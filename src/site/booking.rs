//! Booking form constants and submission.
//!
//! The option lists are fixed; the form and the server validate against the
//! same ids. Submissions are throttled per client with the shared limiter.

use std::time::Duration;

use axum::{
    extract::{rejection::JsonRejection, State},
    http::{header, HeaderMap, StatusCode},
    response::{IntoResponse, Response},
    Json,
};
use serde::{Deserialize, Serialize};
use uuid::Uuid;

use crate::http::server::AppState;
use crate::observability::metrics;
use crate::security::client_ip;

/// One selectable value on the booking form.
#[derive(Debug, Clone, Copy, PartialEq, Eq, Serialize)]
pub struct BookingOption {
    pub id: &'static str,
    pub label: &'static str,
}

const fn opt(id: &'static str, label: &'static str) -> BookingOption {
    BookingOption { id, label }
}

pub const SERVICES: &[BookingOption] = &[
    opt("windows", "Window cleaning"),
    opt("gutters", "Gutter clearing"),
    opt("conservatory", "Conservatory cleaning"),
    opt("fascias", "Fascia and soffit cleaning"),
    opt("solar", "Solar panel cleaning"),
];

pub const FREQUENCIES: &[BookingOption] = &[
    opt("one-off", "One-off clean"),
    opt("4-weekly", "Every 4 weeks"),
    opt("8-weekly", "Every 8 weeks"),
    opt("12-weekly", "Every 12 weeks"),
];

pub const PROPERTY_TYPES: &[BookingOption] = &[
    opt("flat", "Flat or apartment"),
    opt("terraced", "Terraced house"),
    opt("semi-detached", "Semi-detached house"),
    opt("detached", "Detached house"),
    opt("commercial", "Commercial premises"),
];

pub const CONTACT_TIMES: &[BookingOption] = &[
    opt("morning", "Morning (8am - 12pm)"),
    opt("afternoon", "Afternoon (12pm - 5pm)"),
    opt("evening", "Evening (5pm - 8pm)"),
    opt("any", "Any time"),
];

/// All option lists, as served to the form.
#[derive(Debug, Clone, Serialize)]
pub struct BookingCatalogue {
    pub services: &'static [BookingOption],
    pub frequencies: &'static [BookingOption],
    pub property_types: &'static [BookingOption],
    pub contact_times: &'static [BookingOption],
}

pub const CATALOGUE: BookingCatalogue = BookingCatalogue {
    services: SERVICES,
    frequencies: FREQUENCIES,
    property_types: PROPERTY_TYPES,
    contact_times: CONTACT_TIMES,
};

fn is_known(options: &[BookingOption], id: &str) -> bool {
    options.iter().any(|o| o.id == id)
}

#[derive(Debug, Clone, Deserialize)]
pub struct BookingRequest {
    pub name: String,
    pub email: String,
    pub phone: String,
    pub postcode: String,
    pub address: String,
    pub service: String,
    pub frequency: String,
    pub property_type: String,
    #[serde(default)]
    pub contact_time: Option<String>,
    #[serde(default)]
    pub message: Option<String>,
}

#[derive(Debug, Clone, Serialize, Deserialize)]
pub struct BookingReceipt {
    pub reference: Uuid,
    pub status: String,
}

#[derive(Debug, thiserror::Error)]
pub enum BookingError {
    #[error("Too many booking requests, please try again later")]
    RateLimited { retry_after_secs: u64 },
    #[error("Invalid {field}: {reason}")]
    Invalid { field: &'static str, reason: &'static str },
    #[error("Malformed booking request: {message}")]
    Malformed { status: StatusCode, message: String },
}

impl From<JsonRejection> for BookingError {
    fn from(rejection: JsonRejection) -> Self {
        BookingError::Malformed {
            status: rejection.status(),
            message: rejection.body_text(),
        }
    }
}

impl IntoResponse for BookingError {
    fn into_response(self) -> Response {
        let body = Json(serde_json::json!({ "error": self.to_string() }));
        match self {
            BookingError::RateLimited { retry_after_secs } => (
                StatusCode::TOO_MANY_REQUESTS,
                [(header::RETRY_AFTER, retry_after_secs.to_string())],
                body,
            )
                .into_response(),
            BookingError::Invalid { .. } => (StatusCode::UNPROCESSABLE_ENTITY, body).into_response(),
            BookingError::Malformed { status, .. } => (status, body).into_response(),
        }
    }
}

/// Outward-code letters of a UK postcode ("bs8 1th" → "BS").
pub fn postcode_prefix(postcode: &str) -> String {
    postcode
        .trim()
        .chars()
        .take_while(|c| c.is_ascii_alphabetic())
        .map(|c| c.to_ascii_uppercase())
        .collect()
}

fn looks_like_email(email: &str) -> bool {
    match email.split_once('@') {
        Some((local, domain)) => {
            !local.is_empty()
                && domain
                    .split_once('.')
                    .map(|(host, tld)| !host.is_empty() && !tld.is_empty())
                    .unwrap_or(false)
        }
        None => false,
    }
}

impl BookingRequest {
    /// Check required fields, option ids and postcode coverage.
    pub fn validate(&self, covered_prefixes: &[String]) -> Result<(), BookingError> {
        let invalid = |field, reason| Err(BookingError::Invalid { field, reason });

        for (field, value) in [
            ("name", &self.name),
            ("email", &self.email),
            ("phone", &self.phone),
            ("postcode", &self.postcode),
            ("address", &self.address),
        ] {
            if value.trim().is_empty() {
                return invalid(field, "is required");
            }
        }

        if !looks_like_email(self.email.trim()) {
            return invalid("email", "is not an email address");
        }
        if !is_known(SERVICES, &self.service) {
            return invalid("service", "is not a service we offer");
        }
        if !is_known(FREQUENCIES, &self.frequency) {
            return invalid("frequency", "is not a known frequency");
        }
        if !is_known(PROPERTY_TYPES, &self.property_type) {
            return invalid("property_type", "is not a known property type");
        }
        if let Some(time) = &self.contact_time {
            if !is_known(CONTACT_TIMES, time) {
                return invalid("contact_time", "is not a known contact time");
            }
        }

        let prefix = postcode_prefix(&self.postcode);
        if !covered_prefixes.iter().any(|p| p.eq_ignore_ascii_case(&prefix)) {
            return invalid("postcode", "is outside our service area");
        }

        Ok(())
    }
}

pub async fn options() -> Json<BookingCatalogue> {
    Json(CATALOGUE)
}

pub async fn submit(
    State(state): State<AppState>,
    headers: HeaderMap,
    request: Result<Json<BookingRequest>, JsonRejection>,
) -> Result<(StatusCode, Json<BookingReceipt>), BookingError> {
    let limits = &state.config.rate_limit;
    let window = Duration::from_millis(limits.booking_window_ms);
    let client = client_ip::resolve(&headers);

    if !state.limiter.admit(&client, limits.booking_limit, window) {
        tracing::warn!(client = %client, "Booking rate limit exceeded");
        metrics::record_rate_limited("booking");
        return Err(BookingError::RateLimited {
            retry_after_secs: window.as_secs().max(1),
        });
    }

    // Malformed bodies are rejected only after the limiter has counted them
    let Json(request) = request?;
    request.validate(&state.config.site.postcode_prefixes)?;

    let receipt = BookingReceipt {
        reference: Uuid::new_v4(),
        status: "received".to_string(),
    };
    metrics::record_booking();
    tracing::info!(
        reference = %receipt.reference,
        service = %request.service,
        frequency = %request.frequency,
        postcode_prefix = %postcode_prefix(&request.postcode),
        "Booking request received"
    );

    Ok((StatusCode::ACCEPTED, Json(receipt)))
}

■ Exercise brief ■
In full and without change, transcribe the entries.

■ Task result ■
filename src/site/booking.rs
//! Booking form constants and submission.
//!
//! The option lists are fixed; the form and the server validate against the
//! same ids. Submissions are throttled per client with the shared limiter.

use std::time::Duration;

use axum::{
    extract::{rejection::JsonRejection, State},
    http::{header, HeaderMap, StatusCode},
    response::{IntoResponse, Response},
    Json,
};
use serde::{Deserialize, Serialize};
use uuid::Uuid;

use crate::http::server::AppState;
use crate::observability::metrics;
use crate::security::client_ip;

/// One selectable value on the booking form.
#[derive(Debug, Clone, Copy, PartialEq, Eq, Serialize)]
pub struct BookingOption {
    pub id: &'static str,
    pub label: &'static str,
}

const fn opt(id: &'static str, label: &'static str) -> BookingOption {
    BookingOption { id, label }
}

pub const SERVICES: &[BookingOption] = &[
    opt("windows", "Window cleaning"),
    opt("gutters", "Gutter clearing"),
    opt("conservatory", "Conservatory cleaning"),
    opt("fascias", "Fascia and soffit cleaning"),
    opt("solar", "Solar panel cleaning"),
];

pub const FREQUENCIES: &[BookingOption] = &[
    opt("one-off", "One-off clean"),
    opt("4-weekly", "Every 4 weeks"),
    opt("8-weekly", "Every 8 weeks"),
    opt("12-weekly", "Every 12 weeks"),
];

pub const PROPERTY_TYPES: &[BookingOption] = &[
    opt("flat", "Flat or apartment"),
    opt("terraced", "Terraced house"),
    opt("semi-detached", "Semi-detached house"),
    opt("detached", "Detached house"),
    opt("commercial", "Commercial premises"),
];

pub const CONTACT_TIMES: &[BookingOption] = &[
    opt("morning", "Morning (8am - 12pm)"),
    opt("afternoon", "Afternoon (12pm - 5pm)"),
    opt("evening", "Evening (5pm - 8pm)"),
    opt("any", "Any time"),
];

/// All option lists, as served to the form.
#[derive(Debug, Clone, Serialize)]
pub struct BookingCatalogue {
    pub services: &'static [BookingOption],
    pub frequencies: &'static [BookingOption],
    pub property_types: &'static [BookingOption],
    pub contact_times: &'static [BookingOption],
}

pub const CATALOGUE: BookingCatalogue = BookingCatalogue {
    services: SERVICES,
    frequencies: FREQUENCIES,
    property_types: PROPERTY_TYPES,
    contact_times: CONTACT_TIMES,
};

fn is_known(options: &[BookingOption], id: &str) -> bool {
    options.iter().any(|o| o.id == id)
}

#[derive(Debug, Clone, Deserialize)]
pub struct BookingRequest {
    pub name: String,
    pub email: String,
    pub phone: String,
    pub postcode: String,
    pub address: String,
    pub service: String,
    pub frequency: String,
    pub property_type: String,
    #[serde(default)]
    pub contact_time: Option<String>,
    #[serde(default)]
    pub message: Option<String>,
}

#[derive(Debug, Clone, Serialize, Deserialize)]
pub struct BookingReceipt {
    pub reference: Uuid,
    pub status: String,
}

#[derive(Debug, thiserror::Error)]
pub enum BookingError {
    #[error("Too many booking requests, please try again later")]
    RateLimited { retry_after_secs: u64 },
    #[error("Invalid {field}: {reason}")]
    Invalid { field: &'static str, reason: &'static str },
    #[error("Malformed booking request: {message}")]
    Malformed { status: StatusCode, message: String },
}

impl From<JsonRejection> for BookingError {
    fn from(rejection: JsonRejection) -> Self {
        BookingError::Malformed {
            status: rejection.status(),
            message: rejection.body_text(),
        }
    }
}

impl IntoResponse for BookingError {
    fn into_response(self) -> Response {
        let body = Json(serde_json::json!({ "error": self.to_string() }));
        match self {
            BookingError::RateLimited { retry_after_secs } => (
                StatusCode::TOO_MANY_REQUESTS,
                [(header::RETRY_AFTER, retry_after_secs.to_string())],
                body,
            )
                .into_response(),
            BookingError::Invalid { .. } => (StatusCode::UNPROCESSABLE_ENTITY, body).into_response(),
            BookingError::Malformed { status, .. } => (status, body).into_response(),
        }
    }
}

/// Outward-code letters of a UK postcode ("bs8 1th" → "BS").
pub fn postcode_prefix(postcode: &str) -> String {
    postcode
        .trim()
        .chars()
        .take_while(|c| c.is_ascii_alphabetic())
        .map(|c| c.to_ascii_uppercase())
        .collect()
}

fn looks_like_email(email: &str) -> bool {
    match email.split_once('@') {
        Some((local, domain)) => {
            !local.is_empty()
                && domain
                    .split_once('.')
                    .map(|(host, tld)| !host.is_empty() && !tld.is_empty())
                    .unwrap_or(false)
        }
        None => false,
    }
}

impl BookingRequest {
    /// Check required fields, option ids and postcode coverage.
    pub fn validate(&self, covered_prefixes: &[String]) -> Result<(), BookingError> {
        let invalid = |field, reason| Err(BookingError::Invalid { field, reason });

        for (field, value) in [
            ("name", &self.name),
            ("email", &self.email),
            ("phone", &self.phone),
            ("postcode", &self.postcode),
            ("address", &self.address),
        ] {
            if value.trim().is_empty() {
                return invalid(field, "is required");
            }
        }

        if !looks_like_email(self.email.trim()) {
            return invalid("email", "is not an email address");
        }
        if !is_known(SERVICES, &self.service) {
            return invalid("service", "is not a service we offer");
        }
        if !is_known(FREQUENCIES, &self.frequency) {
            return invalid("frequency", "is not a known frequency");
        }
        if !is_known(PROPERTY_TYPES, &self.property_type) {
            return invalid("property_type", "is not a known property type");
        }
        if let Some(time) = &self.contact_time {
            if !is_known(CONTACT_TIMES, time) {
                return invalid("contact_time", "is not a known contact time");
            }
        }

        let prefix = postcode_prefix(&self.postcode);
        if !covered_prefixes.iter().any(|p| p.eq_ignore_ascii_case(&prefix)) {
            return invalid("postcode", "is outside our service area");
        }

        Ok(())
    }
}

pub async fn options() -> Json<BookingCatalogue> {
    Json(CATALOGUE)
}

pub async fn submit(
    State(state): State<AppState>,
    headers: HeaderMap,
    request: Result<Json<BookingRequest>, JsonRejection>,
) -> Result<(StatusCode, Json<BookingReceipt>), BookingError> {
    let limits = &state.config.rate_limit;
    let window = Duration::from_millis(limits.booking_window_ms);
    let client = client_ip::resolve(&headers);

    if !state.limiter.admit(&client, limits.booking_limit, window) {
        tracing::warn!(client = %client, "Booking rate limit exceeded");
        metrics::record_rate_limited("booking");
        return Err(BookingError::RateLimited {
            retry_after_secs: window.as_secs().max(1),
        });
    }

    // Malformed bodies are rejected only after the limiter has counted them
    let Json(request) = request?;
    request.validate(&state.config.site.postcode_prefixes)?;

    let receipt = BookingReceipt {
        reference: Uuid::new_v4(),
        status: "received".to_string(),
    };
    metrics::record_booking();
    tracing::info!(
        reference = %receipt.reference,
        service = %request.service,
        frequency = %request.frequency,
        postcode_prefix = %postcode_prefix(&request.postcode),
        "Booking request received"
    );

    Ok((StatusCode::ACCEPTED, Json(receipt)))
}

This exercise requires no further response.